EXERCISE DATA:
========================================================================

// SPDX-License-Identifier: AGPL-3.0-or-later
// Copyright (C) 2025 Kaapi Contributors

//! Catalog search tool
//!
//! Declares the `search_catalog` tool and resolves completed invocations:
//! parse the accumulated argument JSON, coerce the fields the model tends
//! to get loose, query the catalog, and format the rows as lines the model
//! can read back to the user.

use std::sync::Arc;

use crate::catalog::{CatalogItem, CatalogStore, SearchFilters};
use crate::error::{KaapiError, Result};
use crate::llm::provider::{ToolDefinition, ToolInputSchema};

/// The one tool this backend exposes.
pub const SEARCH_TOOL_NAME: &str = "search_catalog";

/// Returned verbatim as the tool result when the catalog has nothing.
pub const NO_RESULTS_MESSAGE: &str = "No coffees found matching those preferences.";

/// How many rows a single invocation feeds back to the model.
const RESULT_LIMIT: usize = 3;

/// Build the search tool declaration.
pub fn search_tool() -> ToolDefinition {
    ToolDefinition {
        name: SEARCH_TOOL_NAME.to_string(),
        description: "Search the coffee database for coffees that match the user's preferences. \
                      Call this as soon as you have the user's brew method AND flavor preferences. \
                      Do not keep asking questions — call the tool and present the results."
            .to_string(),
        input_schema: ToolInputSchema {
            schema_type: "object".to_string(),
            properties: serde_json::json!({
                "brew_method": {
                    "type": "string",
                    "description": "Brewing equipment, e.g. Pour Over, Espresso, French Press, AeroPress, Moka Pot, South Indian Filter, Cold Brew"
                },
                "roast_level": {
                    "type": "string",
                    "description": "Preferred roast level: light, medium-light, medium, medium-dark, dark"
                },
                "flavor_keywords": {
                    "type": "array",
                    "items": {"type": "string"},
                    "description": "Flavor descriptors the user mentioned, e.g. fruity, citrus, chocolate, caramel, floral"
                },
                "max_price": {
                    "type": "number",
                    "description": "Maximum budget in INR per 250g"
                }
            }),
            required: vec![],
        },
    }
}

/// Resolves a completed tool invocation against the catalog.
pub struct SearchResolver {
    catalog: Arc<dyn CatalogStore>,
}

impl SearchResolver {
    pub fn new(catalog: Arc<dyn CatalogStore>) -> Self {
        Self { catalog }
    }

    /// Execute one invocation: parse, coerce, query, format.
    ///
    /// Malformed argument JSON fails the whole turn; there is no silent
    /// empty-result fallback.
    pub async fn resolve(&self, tool_name: &str, arguments_json: &str) -> Result<String> {
        if tool_name != SEARCH_TOOL_NAME {
            return Err(KaapiError::Tool(format!("unknown tool '{}'", tool_name)));
        }

        let args: serde_json::Value = serde_json::from_str(arguments_json)
            .map_err(|e| KaapiError::Tool(format!("unparseable arguments: {}", e)))?;
        if !args.is_object() {
            return Err(KaapiError::Tool("arguments are not an object".to_string()));
        }

        let filters = coerce_filters(&args);
        tracing::info!(
            brew_method = filters.brew_method.as_deref().unwrap_or(""),
            roast_level = filters.roast_level.as_deref().unwrap_or(""),
            flavor_keywords = ?filters.flavor_keywords,
            "tool_call"
        );

        let catalog = Arc::clone(&self.catalog);
        let items = tokio::task::spawn_blocking(move || catalog.search(&filters, RESULT_LIMIT))
            .await
            .map_err(|e| KaapiError::Catalog(e.to_string()))??;

        Ok(format_results(&items))
    }
}

/// Coerce the model-chosen argument bag into structured filters.
fn coerce_filters(args: &serde_json::Value) -> SearchFilters {
    SearchFilters {
        brew_method: string_field(args, "brew_method"),
        roast_level: string_field(args, "roast_level"),
        process: None,
        flavor_keywords: coerce_keywords(&args["flavor_keywords"]),
        max_price: coerce_price(&args["max_price"]),
    }
}

fn string_field(args: &serde_json::Value, key: &str) -> Option<String> {
    args[key]
        .as_str()
        .map(str::trim)
        .filter(|s| !s.is_empty())
        .map(String::from)
}

/// Accept either a native list or a comma-separated string.
fn coerce_keywords(value: &serde_json::Value) -> Vec<String> {
    match value {
        serde_json::Value::Array(items) => items
            .iter()
            .filter_map(|v| v.as_str())
            .map(str::trim)
            .filter(|s| !s.is_empty())
            .map(String::from)
            .collect(),
        serde_json::Value::String(s) => s
            .split(',')
            .map(str::trim)
            .filter(|s| !s.is_empty())
            .map(String::from)
            .collect(),
        _ => Vec::new(),
    }
}

/// Accept a number or a numeric string; anything else means no cap.
fn coerce_price(value: &serde_json::Value) -> Option<f64> {
    match value {
        serde_json::Value::Number(n) => n.as_f64(),
        serde_json::Value::String(s) => s.trim().parse().ok(),
        _ => None,
    }
}

/// Format catalog rows as one line per item.
///
/// The text is read by the model, not parsed downstream, so it stays
/// deliberately plain.
pub fn format_results(items: &[CatalogItem]) -> String {
    if items.is_empty() {
        return NO_RESULTS_MESSAGE.to_string();
    }
    items
        .iter()
        .map(|item| {
            let price = if item.price_min > 0.0 {
                format!("Rs.{}/250g", item.price_min as i64)
            } else {
                String::new()
            };
            format!(
                "- {} | {} | roast:{} | process:{} | origin:{} | flavors:{} | {} | {}",
                item.roaster,
                item.name,
                item.roast_level,
                item.process,
                item.origin,
                item.flavor_notes,
                price,
                item.source_url,
            )
        })
        .collect::<Vec<_>>()
        .join("\n")
}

========================================================================

TASK TO CARRY OUT: Restate the data above in full, word for word.

SOLUTION TO THIS EXERCISE:
// SPDX-License-Identifier: AGPL-3.0-or-later
// Copyright (C) 2025 Kaapi Contributors

//! Catalog search tool
//!
//! Declares the `search_catalog` tool and resolves completed invocations:
//! parse the accumulated argument JSON, coerce the fields the model tends
//! to get loose, query the catalog, and format the rows as lines the model
//! can read back to the user.

use std::sync::Arc;

use crate::catalog::{CatalogItem, CatalogStore, SearchFilters};
use crate::error::{KaapiError, Result};
use crate::llm::provider::{ToolDefinition, ToolInputSchema};

/// The one tool this backend exposes.
pub const SEARCH_TOOL_NAME: &str = "search_catalog";

/// Returned verbatim as the tool result when the catalog has nothing.
pub const NO_RESULTS_MESSAGE: &str = "No coffees found matching those preferences.";

/// How many rows a single invocation feeds back to the model.
const RESULT_LIMIT: usize = 3;

/// Build the search tool declaration.
pub fn search_tool() -> ToolDefinition {
    ToolDefinition {
        name: SEARCH_TOOL_NAME.to_string(),
        description: "Search the coffee database for coffees that match the user's preferences. \
                      Call this as soon as you have the user's brew method AND flavor preferences. \
                      Do not keep asking questions — call the tool and present the results."
            .to_string(),
        input_schema: ToolInputSchema {
            schema_type: "object".to_string(),
            properties: serde_json::json!({
                "brew_method": {
                    "type": "string",
                    "description": "Brewing equipment, e.g. Pour Over, Espresso, French Press, AeroPress, Moka Pot, South Indian Filter, Cold Brew"
                },
                "roast_level": {
                    "type": "string",
                    "description": "Preferred roast level: light, medium-light, medium, medium-dark, dark"
                },
                "flavor_keywords": {
                    "type": "array",
                    "items": {"type": "string"},
                    "description": "Flavor descriptors the user mentioned, e.g. fruity, citrus, chocolate, caramel, floral"
                },
                "max_price": {
                    "type": "number",
                    "description": "Maximum budget in INR per 250g"
                }
            }),
            required: vec![],
        },
    }
}

/// Resolves a completed tool invocation against the catalog.
pub struct SearchResolver {
    catalog: Arc<dyn CatalogStore>,
}

impl SearchResolver {
    pub fn new(catalog: Arc<dyn CatalogStore>) -> Self {
        Self { catalog }
    }

    /// Execute one invocation: parse, coerce, query, format.
    ///
    /// Malformed argument JSON fails the whole turn; there is no silent
    /// empty-result fallback.
    pub async fn resolve(&self, tool_name: &str, arguments_json: &str) -> Result<String> {
        if tool_name != SEARCH_TOOL_NAME {
            return Err(KaapiError::Tool(format!("unknown tool '{}'", tool_name)));
        }

        let args: serde_json::Value = serde_json::from_str(arguments_json)
            .map_err(|e| KaapiError::Tool(format!("unparseable arguments: {}", e)))?;
        if !args.is_object() {
            return Err(KaapiError::Tool("arguments are not an object".to_string()));
        }

        let filters = coerce_filters(&args);
        tracing::info!(
            brew_method = filters.brew_method.as_deref().unwrap_or(""),
            roast_level = filters.roast_level.as_deref().unwrap_or(""),
            flavor_keywords = ?filters.flavor_keywords,
            "tool_call"
        );

        let catalog = Arc::clone(&self.catalog);
        let items = tokio::task::spawn_blocking(move || catalog.search(&filters, RESULT_LIMIT))
            .await
            .map_err(|e| KaapiError::Catalog(e.to_string()))??;

        Ok(format_results(&items))
    }
}

/// Coerce the model-chosen argument bag into structured filters.
fn coerce_filters(args: &serde_json::Value) -> SearchFilters {
    SearchFilters {
        brew_method: string_field(args, "brew_method"),
        roast_level: string_field(args, "roast_level"),
        process: None,
        flavor_keywords: coerce_keywords(&args["flavor_keywords"]),
        max_price: coerce_price(&args["max_price"]),
    }
}

fn string_field(args: &serde_json::Value, key: &str) -> Option<String> {
    args[key]
        .as_str()
        .map(str::trim)
        .filter(|s| !s.is_empty())
        .map(String::from)
}

/// Accept either a native list or a comma-separated string.
fn coerce_keywords(value: &serde_json::Value) -> Vec<String> {
    match value {
        serde_json::Value::Array(items) => items
            .iter()
            .filter_map(|v| v.as_str())
            .map(str::trim)
            .filter(|s| !s.is_empty())
            .map(String::from)
            .collect(),
        serde_json::Value::String(s) => s
            .split(',')
            .map(str::trim)
            .filter(|s| !s.is_empty())
            .map(String::from)
            .collect(),
        _ => Vec::new(),
    }
}

/// Accept a number or a numeric string; anything else means no cap.
fn coerce_price(value: &serde_json::Value) -> Option<f64> {
    match value {
        serde_json::Value::Number(n) => n.as_f64(),
        serde_json::Value::String(s) => s.trim().parse().ok(),
        _ => None,
    }
}

/// Format catalog rows as one line per item.
///
/// The text is read by the model, not parsed downstream, so it stays
/// deliberately plain.
pub fn format_results(items: &[CatalogItem]) -> String {
    if items.is_empty() {
        return NO_RESULTS_MESSAGE.to_string();
    }
    items
        .iter()
        .map(|item| {
            let price = if item.price_min > 0.0 {
                format!("Rs.{}/250g", item.price_min as i64)
            } else {
                String::new()
            };
            format!(
                "- {} | {} | roast:{} | process:{} | origin:{} | flavors:{} | {} | {}",
                item.roaster,
                item.name,
                item.roast_level,
                item.process,
                item.origin,
                item.flavor_notes,
                price,
                item.source_url,
            )
        })
        .collect::<Vec<_>>()
        .join("\n")
}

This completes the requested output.